> [TASK PROMPT]
Where does the word "book" occur in the material? Copy each line that has it.

START RECORDS PROVIDED

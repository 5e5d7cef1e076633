use super::*;

#[tokio::test]
async fn test_create_stores_pending_with_computed_total() {
    let h = harness();
    let order = place_order(&h).await;

    assert_eq!(order.status, OrderStatus::Pending);
    assert_eq!(order.user_id, CUSTOMER);
    assert_eq!(order.shop_id, SHOP);
    assert_eq!(order.subtotal, dec("100"));
    assert_eq!(order.delivery_fee, dec("20"));
    assert_eq!(order.voucher_discount, dec("10"));
    assert_eq!(order.total_amount, dec("110"));
    assert_eq!(order.kilo_amount, dec("4.5"));
    assert_eq!(order.price_per_kilo, None);
    assert_eq!(order.user_name, "Ana");
    assert_eq!(order.payment_method, "Cash on Delivery");
    assert_eq!(h.store.order(order.id), Some(order));
}

#[tokio::test]
async fn test_create_rejects_total_mismatch() {
    let h = harness();
    let mut req = create_request();
    req.total_amount = Some(json!(130));

    let err = h
        .lifecycle
        .create(Actor::new(CUSTOMER), CUSTOMER, &req)
        .await
        .unwrap_err();
    assert!(matches!(err, OrderError::Validation { field: "total_amount", .. }));
    assert_eq!(h.store.order(1), None);
}

#[tokio::test]
async fn test_create_missing_field_names_it() {
    let h = harness();
    let mut req = create_request();
    req.delivery_fee = None;

    let err = h
        .lifecycle
        .create(Actor::new(CUSTOMER), CUSTOMER, &req)
        .await
        .unwrap_err();
    assert!(matches!(err, OrderError::Validation { field: "delivery_fee", .. }));
}

#[tokio::test]
async fn test_create_unknown_user() {
    let h = harness();
    let err = h
        .lifecycle
        .create(Actor::new(500), 500, &create_request())
        .await
        .unwrap_err();
    assert!(matches!(err, OrderError::UserNotFound(500)));
}

#[tokio::test]
async fn test_create_unknown_shop() {
    let h = harness();
    let mut req = create_request();
    req.shop_id = Some(json!(404));

    let err = h
        .lifecycle
        .create(Actor::new(CUSTOMER), CUSTOMER, &req)
        .await
        .unwrap_err();
    assert!(matches!(err, OrderError::ShopNotFound(404)));
}

#[tokio::test]
async fn test_create_for_another_user_is_forbidden() {
    let h = harness();
    let err = h
        .lifecycle
        .create(Actor::new(BYSTANDER), CUSTOMER, &create_request())
        .await
        .unwrap_err();
    assert!(matches!(err, OrderError::Forbidden(_)));
}

#[tokio::test]
async fn test_set_price_moves_to_processing() {
    let h = harness();
    let order = processing_order(&h).await;
    assert_eq!(order.status, OrderStatus::Processing);
    assert_eq!(order.price_per_kilo, Some(dec("35")));
}

#[tokio::test]
async fn test_set_price_outside_pending_does_not_mutate() {
    let h = harness();
    let order = processing_order(&h).await;

    let err = h
        .lifecycle
        .set_price_per_kilo(Actor::new(OWNER), order.id, Some(&json!(50)))
        .await
        .unwrap_err();
    assert!(matches!(
        err,
        OrderError::InvalidTransition(InvalidTransition {
            from: OrderStatus::Processing,
            to: OrderStatus::Processing,
        })
    ));

    let stored = h.store.order(order.id).unwrap();
    assert_eq!(stored.status, OrderStatus::Processing);
    assert_eq!(stored.price_per_kilo, Some(dec("35")));
}

#[tokio::test]
async fn test_set_price_on_cancelled_order_fails() {
    let h = harness();
    let order = place_order(&h).await;
    h.store.set_status(order.id, OrderStatus::Cancelled);

    let err = h
        .lifecycle
        .set_price_per_kilo(Actor::new(OWNER), order.id, Some(&json!(50)))
        .await
        .unwrap_err();
    assert!(matches!(err, OrderError::InvalidTransition(_)));
    assert_eq!(h.store.order(order.id).unwrap().price_per_kilo, None);
}

#[tokio::test]
async fn test_set_price_unknown_order() {
    let h = harness();
    let err = h
        .lifecycle
        .set_price_per_kilo(Actor::new(OWNER), 77, Some(&json!(50)))
        .await
        .unwrap_err();
    assert!(matches!(err, OrderError::OrderNotFound(77)));
}

#[tokio::test]
async fn test_set_price_requires_shop_owner() {
    let h = harness();
    let order = place_order(&h).await;
    let err = h
        .lifecycle
        .set_price_per_kilo(Actor::new(CUSTOMER), order.id, Some(&json!(50)))
        .await
        .unwrap_err();
    assert!(matches!(err, OrderError::Forbidden(_)));
    assert_eq!(h.store.order(order.id).unwrap().status, OrderStatus::Pending);
}

#[tokio::test]
async fn test_set_price_rejects_bad_price() {
    let h = harness();
    let order = place_order(&h).await;
    let err = h
        .lifecycle
        .set_price_per_kilo(Actor::new(OWNER), order.id, Some(&json!("cheap")))
        .await
        .unwrap_err();
    assert!(matches!(err, OrderError::Validation { field: "price_per_kilo", .. }));
}

#[tokio::test]
async fn test_update_status_completes_processing_order() {
    let h = harness();
    let order = processing_order(&h).await;

    let done = h
        .lifecycle
        .update_status(Actor::new(OWNER), order.id, "Completed", Some("Delivered to guard"))
        .await
        .unwrap();
    assert_eq!(done.status, OrderStatus::Completed);
    assert_eq!(done.notes.as_deref(), Some("Delivered to guard"));
}

#[tokio::test]
async fn test_update_status_follows_only_machine_edges() {
    for from in OrderStatus::ALL {
        for to in OrderStatus::ALL {
            let h = harness();
            let order = place_order(&h).await;
            h.store.set_status(order.id, from);

            let result = h
                .lifecycle
                .update_status(Actor::new(OWNER), order.id, to.as_str(), None)
                .await;
            let stored = h.store.order(order.id).unwrap();

            if from.can_transition_to(to) {
                assert_eq!(result.unwrap().status, to, "{from} -> {to}");
                assert_eq!(stored.status, to);
            } else {
                assert!(
                    matches!(result, Err(OrderError::InvalidTransition(_))),
                    "{from} -> {to} should be rejected"
                );
                assert_eq!(stored.status, from, "{from} -> {to} mutated the order");
            }
        }
    }
}

#[tokio::test]
async fn test_update_status_rejects_unknown_status() {
    let h = harness();
    let order = place_order(&h).await;
    let err = h
        .lifecycle
        .update_status(Actor::new(OWNER), order.id, "Shipped", None)
        .await
        .unwrap_err();
    assert!(matches!(err, OrderError::Validation { field: "status", .. }));
}

#[tokio::test]
async fn test_decline_succeeds_exactly_once() {
    let h = harness();
    let order = place_order(&h).await;

    let declined = h
        .lifecycle
        .decline(Actor::new(OWNER), order.id)
        .await
        .unwrap();
    assert_eq!(declined.status, OrderStatus::Declined);

    let err = h
        .lifecycle
        .decline(Actor::new(OWNER), order.id)
        .await
        .unwrap_err();
    assert!(matches!(
        err,
        OrderError::InvalidTransition(InvalidTransition {
            from: OrderStatus::Declined,
            to: OrderStatus::Declined,
        })
    ));
}

#[tokio::test]
async fn test_decline_terminal_orders_fails() {
    for terminal in [OrderStatus::Completed, OrderStatus::Cancelled] {
        let h = harness();
        let order = place_order(&h).await;
        h.store.set_status(order.id, terminal);

        let err = h
            .lifecycle
            .decline(Actor::new(OWNER), order.id)
            .await
            .unwrap_err();
        assert!(matches!(err, OrderError::InvalidTransition(_)));
        assert_eq!(h.store.order(order.id).unwrap().status, terminal);
    }
}

#[tokio::test]
async fn test_decline_requires_shop_owner() {
    let h = harness();
    let order = place_order(&h).await;
    let err = h
        .lifecycle
        .decline(Actor::new(CUSTOMER), order.id)
        .await
        .unwrap_err();
    assert!(matches!(err, OrderError::Forbidden(_)));
}

#[tokio::test]
async fn test_cancel_with_reason_and_notes() {
    let h = harness();
    let order = place_order(&h).await;

    let cancelled = h
        .lifecycle
        .cancel(
            Actor::new(CUSTOMER),
            order.id,
            Some("Changed plans"),
            Some("Will book next week"),
        )
        .await
        .unwrap();
    assert_eq!(cancelled.status, OrderStatus::Cancelled);
    assert_eq!(
        cancelled.notes.as_deref(),
        Some("Cancelled - Changed plans: Will book next week")
    );
}

#[tokio::test]
async fn test_cancel_processing_with_reason_only() {
    let h = harness();
    let order = processing_order(&h).await;

    let cancelled = h
        .lifecycle
        .cancel(Actor::new(OWNER), order.id, Some("Machine broke down"), None)
        .await
        .unwrap();
    assert_eq!(cancelled.status, OrderStatus::Cancelled);
    assert_eq!(cancelled.notes.as_deref(), Some("Cancelled - Machine broke down"));
}

#[tokio::test]
async fn test_cancel_by_unrelated_user_is_forbidden() {
    let h = harness();
    let order = place_order(&h).await;
    let err = h
        .lifecycle
        .cancel(Actor::new(BYSTANDER), order.id, Some("Prank"), None)
        .await
        .unwrap_err();
    assert!(matches!(err, OrderError::Forbidden(_)));
    assert_eq!(h.store.order(order.id).unwrap().status, OrderStatus::Pending);
}

#[tokio::test]
async fn test_cancel_completed_order_fails() {
    let h = harness();
    let order = processing_order(&h).await;
    h.lifecycle
        .update_status(Actor::new(OWNER), order.id, "Completed", None)
        .await
        .unwrap();

    let err = h
        .lifecycle
        .cancel(Actor::new(CUSTOMER), order.id, Some("Too late"), None)
        .await
        .unwrap_err();
    assert!(matches!(err, OrderError::InvalidTransition(_)));
    assert_eq!(h.store.order(order.id).unwrap().status, OrderStatus::Completed);
}

#[tokio::test]
async fn test_cancel_unknown_order() {
    let h = harness();
    let err = h
        .lifecycle
        .cancel(Actor::new(CUSTOMER), 31, Some("Oops"), None)
        .await
        .unwrap_err();
    assert!(matches!(err, OrderError::OrderNotFound(31)));
}

#[tokio::test]
async fn test_cancel_requires_reason() {
    let h = harness();
    let order = place_order(&h).await;
    let err = h
        .lifecycle
        .cancel(Actor::new(CUSTOMER), order.id, None, Some("no reason given"))
        .await
        .unwrap_err();
    assert!(matches!(err, OrderError::Validation { field: "reason", .. }));
    assert_eq!(h.store.order(order.id).unwrap().status, OrderStatus::Pending);
}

END RECORDS PROVIDED

> [OUTPUT]
            Some("Will book next week"),
        Some("Cancelled - Changed plans: Will book next week")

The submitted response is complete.